Controlling the perils of smoke
Fires in buildings can be big news, especially if people die. Smoke control systems can save lives — but only if they are functioning correctly, as Olly Lucas of SCS Group explains.
When a fire breaks out in a building, every second counts when it comes to people getting out safely. If you are the person responsible for a building, you need to be sure that your safety systems work properly — because lives could be put at risk if they don’t.
Smoke-control systems are critical to ensuring the safety of individuals in the event of a fire. Smoke build-up, if not ventilated correctly, can quickly overcome an individual long before the fire itself becomes an immediate risk.
In the event of a fire, smoke-control systems limit and control the movement of smoke throughout a building. These systems are designed to both maintain clear escape routes for people in the building and protect firefighters entering the building. It is thus vital that smoke-control systems can be relied upon — and that means making sure they are maintained and working correctly.
The most common type of smoke-control system is the ‘smoke shaft’ system. It uses a builder’s work shaft to ventilate smoke away from enclosed spaces or space where it would be unfeasible to use automatically opening ventilators. It can be naturally or mechanically ventilated, depending on the flow rate required.
To work efficiently, while also providing day-to-day extraction of heat from common areas, modern installations utilise a purpose-designed automatic ventilation software program that ensures fail-safe operation in fire conditions.
The Regulatory (Fire Safety) Reform Order (RRO) 2005 stipulates that the responsible person must ensure that the premises, facilities, equipment and any devices for use by or for the protection of firefighters and relevant persons are subject to a suitable system of maintenance and are maintained in an efficient state, in efficient working order and in good repair. It is an offence to fail to comply where that failure places one or more relevant persons at risk of death or serious injury in the case of fire.

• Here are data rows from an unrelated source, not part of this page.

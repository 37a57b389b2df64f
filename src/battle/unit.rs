//! Battle units.
//!
//! A unit is a stack of identical creatures standing on one hex. Health is
//! tracked as a creature count plus the remaining hit points of the top
//! creature, so damage kills whole creatures before touching the next one.

use serde::{Deserialize, Serialize};
use smallvec::SmallVec;

use crate::core::{BattleHex, BattleSide, CreatureId, UnitId};

/// Identifier of a timed status (slow, bless, ...). Opaque to the engine.
#[derive(Clone, Copy, Debug, PartialEq, Eq, PartialOrd, Ord, Hash, Serialize, Deserialize)]
pub struct StatusId(pub u16);

impl StatusId {
    /// Create a new status ID.
    #[must_use]
    pub const fn new(id: u16) -> Self {
        Self(id)
    }
}

/// A status applied to a unit for a number of turns.
#[derive(Clone, Copy, Debug, PartialEq, Eq, Serialize, Deserialize)]
pub struct TimedStatus {
    pub id: StatusId,
    pub turns_left: i32,
}

/// How far a heal may go.
#[derive(Clone, Copy, Debug, Default, PartialEq, Eq, Hash, Serialize, Deserialize)]
#[serde(rename_all = "camelCase")]
pub enum HealLevel {
    /// Restore hit points of the top creature only.
    #[default]
    Heal,
    /// Bring dead creatures back, up to the starting count.
    Resurrect,
    /// Bring creatures back without a cap.
    OverHeal,
}

impl HealLevel {
    /// Whether this level can revive dead creatures.
    #[must_use]
    pub const fn revives(self) -> bool {
        !matches!(self, Self::Heal)
    }
}

/// A unit on the battlefield.
#[derive(Clone, Debug, PartialEq, Serialize, Deserialize)]
pub struct Unit {
    pub id: UnitId,
    pub creature: CreatureId,
    pub side: BattleSide,
    pub position: BattleHex,

    /// Living creatures in the stack.
    pub count: i32,
    /// Hit points of the top creature.
    pub first_hp_left: i32,
    /// Hit points of one healthy creature.
    pub max_health: i32,
    /// Creatures in the stack when it entered the battle.
    pub base_amount: i32,

    /// Removed from play but kept for bookkeeping.
    pub ghost: bool,
    /// Immobile war machine; never a spell target.
    pub turret: bool,
    /// Created by a spell.
    pub summoned: bool,
    /// Stays with the army after the battle.
    pub permanent: bool,

    pub statuses: SmallVec<[TimedStatus; 4]>,
}

impl Unit {
    /// Create a healthy unit.
    pub fn new(
        id: UnitId,
        creature: CreatureId,
        side: BattleSide,
        position: BattleHex,
        count: i32,
        max_health: i32,
    ) -> Self {
        Self {
            id,
            creature,
            side,
            position,
            count,
            first_hp_left: if count > 0 { max_health } else { 0 },
            max_health,
            base_amount: count,
            ghost: false,
            turret: false,
            summoned: false,
            permanent: false,
            statuses: SmallVec::new(),
        }
    }

    /// Mark as a turret (builder pattern).
    #[must_use]
    pub fn turret(mut self) -> Self {
        self.turret = true;
        self
    }

    /// Mark as summoned (builder pattern).
    #[must_use]
    pub fn summoned(mut self) -> Self {
        self.summoned = true;
        self
    }

    /// Mark as staying after the battle (builder pattern).
    #[must_use]
    pub fn permanent(mut self) -> Self {
        self.permanent = true;
        self
    }

    /// Add a status (builder pattern).
    #[must_use]
    pub fn with_status(mut self, id: StatusId, turns: i32) -> Self {
        self.statuses.push(TimedStatus { id, turns_left: turns });
        self
    }

    #[must_use]
    pub fn alive(&self) -> bool {
        self.count > 0 && !self.ghost
    }

    #[must_use]
    pub fn is_dead(&self) -> bool {
        !self.alive() && !self.ghost
    }

    /// Whether the unit can be the object of a spell effect.
    ///
    /// Turrets and ghosts never are. Dead units only when `allow_dead`.
    #[must_use]
    pub fn is_valid_target(&self, allow_dead: bool) -> bool {
        (self.alive() || (allow_dead && self.is_dead()))
            && self.position.is_valid()
            && !self.turret
    }

    /// Current hit points of the whole stack.
    #[must_use]
    pub fn available_health(&self) -> i64 {
        if self.count <= 0 {
            0
        } else {
            i64::from(self.count - 1) * i64::from(self.max_health) + i64::from(self.first_hp_left)
        }
    }

    /// Hit points of the stack at full strength.
    #[must_use]
    pub fn total_health(&self) -> i64 {
        i64::from(self.base_amount) * i64::from(self.max_health)
    }

    /// Hit points a heal of the given level could restore.
    #[must_use]
    pub fn missing_health(&self, level: HealLevel) -> i64 {
        match level {
            HealLevel::Heal if self.alive() => {
                i64::from(self.max_health - self.first_hp_left)
            }
            HealLevel::Heal => 0,
            HealLevel::Resurrect | HealLevel::OverHeal => {
                (self.total_health() - self.available_health()).max(0)
            }
        }
    }

    /// Whether the stack is below full strength.
    #[must_use]
    pub fn is_damaged(&self) -> bool {
        self.available_health() < self.total_health()
    }

    #[must_use]
    pub fn has_status(&self, id: StatusId) -> bool {
        self.statuses.iter().any(|s| s.id == id)
    }

    /// Apply damage, returning the number of creatures killed.
    pub fn take_damage(&mut self, amount: i64) -> i32 {
        let before = self.count;
        let remaining = self.available_health() - amount.max(0);
        self.set_health(remaining);
        before - self.count
    }

    /// Restore hit points, returning the number of creatures revived.
    pub fn heal(&mut self, amount: i64, level: HealLevel) -> i32 {
        let before = self.count;
        let amount = amount.max(0);
        match level {
            HealLevel::Heal => {
                if self.alive() {
                    let top = i64::from(self.first_hp_left) + amount;
                    self.first_hp_left = top.min(i64::from(self.max_health)) as i32;
                }
            }
            HealLevel::Resurrect => {
                let target = (self.available_health() + amount).min(self.total_health());
                self.set_health(target);
            }
            HealLevel::OverHeal => {
                let target = self.available_health() + amount;
                self.set_health(target);
            }
        }
        self.count - before
    }

    fn set_health(&mut self, health: i64) {
        let max = i64::from(self.max_health.max(1));
        if health <= 0 {
            self.count = 0;
            self.first_hp_left = 0;
        } else {
            let count = (health + max - 1) / max;
            self.count = count as i32;
            self.first_hp_left = (health - (count - 1) * max) as i32;
        }
    }
}

#[cfg(test)]
mod tests {
    use super::*;

    fn unit(count: i32, max_health: i32) -> Unit {
        Unit::new(
            UnitId(1),
            CreatureId(5),
            BattleSide::Attacker,
            BattleHex::from_xy(3, 3).unwrap(),
            count,
            max_health,
        )
    }

    #[test]
    fn test_new_unit_health() {
        let u = unit(10, 5);
        assert!(u.alive());
        assert_eq!(u.available_health(), 50);
        assert_eq!(u.total_health(), 50);
    }

    #[test]
    fn test_damage_kills_whole_creatures() {
        let mut u = unit(10, 5);
        let killed = u.take_damage(12);
        assert_eq!(killed, 2);
        assert_eq!(u.count, 8);
        assert_eq!(u.first_hp_left, 3);
        assert_eq!(u.available_health(), 38);
    }

    #[test]
    fn test_overkill() {
        let mut u = unit(2, 5);
        assert_eq!(u.take_damage(100), 2);
        assert!(u.is_dead());
        assert_eq!(u.available_health(), 0);
    }

    #[test]
    fn test_heal_only_tops_first_creature() {
        let mut u = unit(10, 5);
        u.take_damage(12);
        let revived = u.heal(100, HealLevel::Heal);
        assert_eq!(revived, 0);
        assert_eq!(u.count, 8);
        assert_eq!(u.first_hp_left, 5);
    }

    #[test]
    fn test_resurrect_caps_at_base_amount() {
        let mut u = unit(10, 5);
        u.take_damage(100);
        assert!(u.is_dead());

        let revived = u.heal(1000, HealLevel::Resurrect);
        assert_eq!(revived, 10);
        assert_eq!(u.available_health(), 50);
    }

    #[test]
    fn test_overheal_exceeds_base_amount() {
        let mut u = unit(2, 5);
        u.heal(10, HealLevel::OverHeal);
        assert_eq!(u.count, 4);
    }

    #[test]
    fn test_valid_target() {
        let mut u = unit(1, 5);
        assert!(u.is_valid_target(false));

        u.take_damage(5);
        assert!(!u.is_valid_target(false));
        assert!(u.is_valid_target(true));

        let t = unit(1, 5).turret();
        assert!(!t.is_valid_target(true));

        let mut g = unit(1, 5);
        g.ghost = true;
        assert!(!g.is_dead());
        assert!(!g.is_valid_target(true));
    }

    #[test]
    fn test_missing_health() {
        let mut u = unit(3, 10);
        assert_eq!(u.missing_health(HealLevel::Heal), 0);
        assert!(!u.is_damaged());

        u.take_damage(14);
        assert!(u.is_damaged());
        assert_eq!(u.missing_health(HealLevel::Heal), 4);
        assert_eq!(u.missing_health(HealLevel::Resurrect), 14);
    }

    #[test]
    fn test_statuses() {
        let u = unit(1, 1).with_status(StatusId(4), 2);
        assert!(u.has_status(StatusId(4)));
        assert!(!u.has_status(StatusId(5)));
    }
}
//! The `Effect` interface.
//!
//! An effect is one configured piece of a spell level: "deal damage",
//! "heal", "summon"... It is split into small capabilities so that a
//! concrete effect implements exactly the behaviour it needs:
//!
//! - [`TargetTransform`]: what the effect acts on
//! - [`Applicability`]: whether the effect can happen at all
//! - [`Application`]: which battle mutations it produces
//!
//! [`Effect`] ties them together with the shared [`EffectCore`] flags and
//! the configuration hooks, and derives both apply paths from
//! `Application::commands`, so the networked and local paths can never
//! disagree.

use serde::{Deserialize, Serialize};
use serde_json::{Map, Value};

use crate::battle::{BattleCommand, BattleMutator, BattlePacket, PacketSender};
use crate::core::{AimType, BattleRng, SpellLevel};
use crate::spells::{EffectTarget, Mechanics, Problem, Target};

/// State every effect carries regardless of its kind.
#[derive(Clone, Debug, PartialEq, Eq)]
pub struct EffectCore {
    /// Name within the bundle. Assigned by the bundle, not the effect.
    pub name: String,
    /// Takes part in default applicability and apply evaluation.
    pub automatic: bool,
    /// Failing does not block the rest of the bundle.
    pub optional: bool,
    spell_level: SpellLevel,
}

impl EffectCore {
    /// Automatic, mandatory, unnamed.
    #[must_use]
    pub fn new(spell_level: SpellLevel) -> Self {
        Self {
            name: String::new(),
            automatic: true,
            optional: false,
            spell_level,
        }
    }

    #[must_use]
    pub const fn spell_level(&self) -> SpellLevel {
        self.spell_level
    }
}

/// Flags shared by all effect configurations.
#[derive(Serialize, Deserialize)]
#[serde(default)]
struct CommonConfig {
    automatic: bool,
    optional: bool,
}

impl Default for CommonConfig {
    fn default() -> Self {
        Self {
            automatic: true,
            optional: false,
        }
    }
}

/// Capability: choosing what an effect acts on.
pub trait TargetTransform {
    /// Narrow or extend the aim types the spell accepts.
    fn adjust_target_types(&self, types: &mut Vec<AimType>);

    /// Keep only the destinations this effect cares about.
    fn filter_target(&self, m: &dyn Mechanics, target: &EffectTarget) -> EffectTarget;

    /// Turn "where the caster aimed" plus "what the spell hit" into
    /// "what this effect acts on".
    fn transform_target(
        &self,
        m: &dyn Mechanics,
        aim_point: &Target,
        spell_target: &Target,
    ) -> EffectTarget;
}

/// Capability: legality checks.
///
/// Failures are reported by returning `false` and describing the reason in
/// `problem`. Both checks default to "always applicable".
pub trait Applicability {
    /// Check independent of any aim point.
    fn applicable(&self, _problem: &mut Problem, _m: &dyn Mechanics) -> bool {
        true
    }

    /// Check against a concrete aim point and this effect's own target.
    fn applicable_to(
        &self,
        _problem: &mut Problem,
        _m: &dyn Mechanics,
        _aim_point: &Target,
        _target: &EffectTarget,
    ) -> bool {
        true
    }
}

/// Capability: describing the outcome as battle mutations.
pub trait Application {
    /// Mutations for `target`, in application order.
    ///
    /// Must consume `rng` identically on every participant.
    fn commands(
        &self,
        rng: &mut BattleRng,
        m: &dyn Mechanics,
        target: &EffectTarget,
    ) -> Vec<BattleCommand>;
}

/// A configured effect bound to one spell level.
pub trait Effect: TargetTransform + Applicability + Application + Send + Sync + std::fmt::Debug {
    fn core(&self) -> &EffectCore;

    fn core_mut(&mut self) -> &mut EffectCore;

    /// Registry name of this effect's kind.
    fn type_name(&self) -> &'static str;

    /// Read the kind-specific fields from a configuration entry.
    fn load_effect(&mut self, config: &Value) -> Result<(), serde_json::Error>;

    /// Write the kind-specific fields as a JSON object.
    fn save_effect(&self) -> Result<Value, serde_json::Error>;

    /// Apply through the networked channel.
    ///
    /// Sends one packet holding every command, or nothing when the effect
    /// has nothing to do.
    fn apply(
        &self,
        sender: &mut dyn PacketSender,
        rng: &mut BattleRng,
        m: &dyn Mechanics,
        target: &EffectTarget,
    ) {
        let commands = self.commands(rng, m, target);
        if !commands.is_empty() {
            sender.send_and_apply(BattlePacket::new(m.spell_id(), &self.core().name, commands));
        }
    }

    /// Apply directly to local battle state.
    fn apply_local(
        &self,
        battle: &mut dyn BattleMutator,
        rng: &mut BattleRng,
        m: &dyn Mechanics,
        target: &EffectTarget,
    ) {
        for command in self.commands(rng, m, target) {
            battle.apply_command(&command);
        }
    }

    /// Load common flags, then the kind-specific fields.
    fn load_json(&mut self, config: &Value) -> Result<(), serde_json::Error> {
        let common = CommonConfig::deserialize(config)?;
        let core = self.core_mut();
        core.automatic = common.automatic;
        core.optional = common.optional;
        self.load_effect(config)
    }

    /// Save `type`, common flags and the kind-specific fields.
    fn save_json(&self) -> Result<Map<String, Value>, serde_json::Error> {
        let mut out = Map::new();
        out.insert("type".to_string(), Value::from(self.type_name()));
        out.insert("automatic".to_string(), Value::from(self.core().automatic));
        out.insert("optional".to_string(), Value::from(self.core().optional));
        if let Value::Object(fields) = self.save_effect()? {
            out.extend(fields);
        }
        Ok(out)
    }

    fn name(&self) -> &str {
        &self.core().name
    }

    fn spell_level(&self) -> SpellLevel {
        self.core().spell_level()
    }
}
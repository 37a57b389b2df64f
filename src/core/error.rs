//! Error types.
//!
//! Only configuration and packet encoding can fail. Cast legality is not an
//! error: it is reported through `Problem`.

use thiserror::Error;

use super::SpellId;

/// Errors raised while loading effect or spell configuration.
#[derive(Debug, Error)]
pub enum ConfigError {
    #[error("{context}: expected a JSON object")]
    NotAnObject { context: String },

    #[error("{context}: expected a JSON array")]
    NotAnArray { context: String },

    #[error("effect '{effect}' has no type")]
    MissingType { effect: String },

    #[error("effect '{effect}' has unknown type '{effect_type}'")]
    UnknownType { effect: String, effect_type: String },

    #[error("effect '{effect}' has invalid configuration: {source}")]
    InvalidField {
        effect: String,
        #[source]
        source: serde_json::Error,
    },

    #[error("unknown spell level '{level}'")]
    UnknownLevel { level: String },

    #[error("invalid spell definition: {0}")]
    InvalidSpell(#[source] serde_json::Error),

    #[error("{id} is already registered")]
    DuplicateSpell { id: SpellId },
}

/// Errors raised while encoding or decoding battle packets.
#[derive(Debug, Error)]
pub enum PacketError {
    #[error("packet codec failed: {0}")]
    Codec(#[from] bincode::Error),
}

The maintenance requirements for natural (vents) and powered (fans) smoke control systems are set out in BS EN 12101 and BS 9999. These standards stipulate that such life-critical equipment shall be included in the building-services maintenance schedule. They also set out the frequency of tests and what should be checked. Weekly and monthly checks will typically be carried out by general maintenance personnel for a building who have received basic hands-on training from the manufacturer/installer of the system.
However, the reality is that weekly and monthly checks are often overlooked. This may be because the importance of frequent life-safety system checks is not fully understood. The service provider of the smoke-control system needs to be actively encouraging short-term checks of the system, offering training to site personnel and a log book so all checks can be recorded and monitored. SCS Group has a maintenance logsheet available to download.*
BS EN 12101 states in addition to weekly and monthly tests, the entire system should be tested annually as a minimum. Where weekly or monthly checks are not carried out, the inclusion of a 6-monthly function check in addition to the annual service by the specialist service provider becomes more important.
As a manufacturer and installer of smoke-control systems, SCS Group stipulates a rigorous maintenance procedure that should be undertaken annually as a minimum. Due to the complexity of modern smoke-control systems, ever-changing climatic conditions within the UK and absence of weekly/monthly testing, we strongly recommend a 6-monthly function check is undertaken in addition to the annual service.
Smoke-control systems should only be maintained by a competent person with specialist knowledge of smoke-control systems, training on the system installed, adequate access to spares and sufficient information regarding the system.
In addition to having experience and training of smoke-control systems, the service engineer needs to have an industry recognised level 3 electrical qualification. Training in PLC systems is essential to enable an engineer to interrogate, repair and update the automated software programs.
When selecting a contractor, we advise you to choose a member of the Smoke Control Association (SCA).
SCS Group believes that maintenance of smoke-control systems is being targeted by some companies that do not have a full understanding of such systems, are not taking the time necessary to undertake critical checks and are overlooking fundamental issues on related systems that are fundamental to the triggering of the smoke control systems in the event of a fire.
Where full correct maintenance is not being carried out, the short-term cost of maintaining a system is likely to be less expensive — but if a maintenance quote seems too good to be true, it probably is.
If you are the responsible person or company for a building you should understand that if the smoke-control system fails in your building when you need it most, lives could be lost and you could face prosecution.
Olly Lucas is service manager with SCS Group.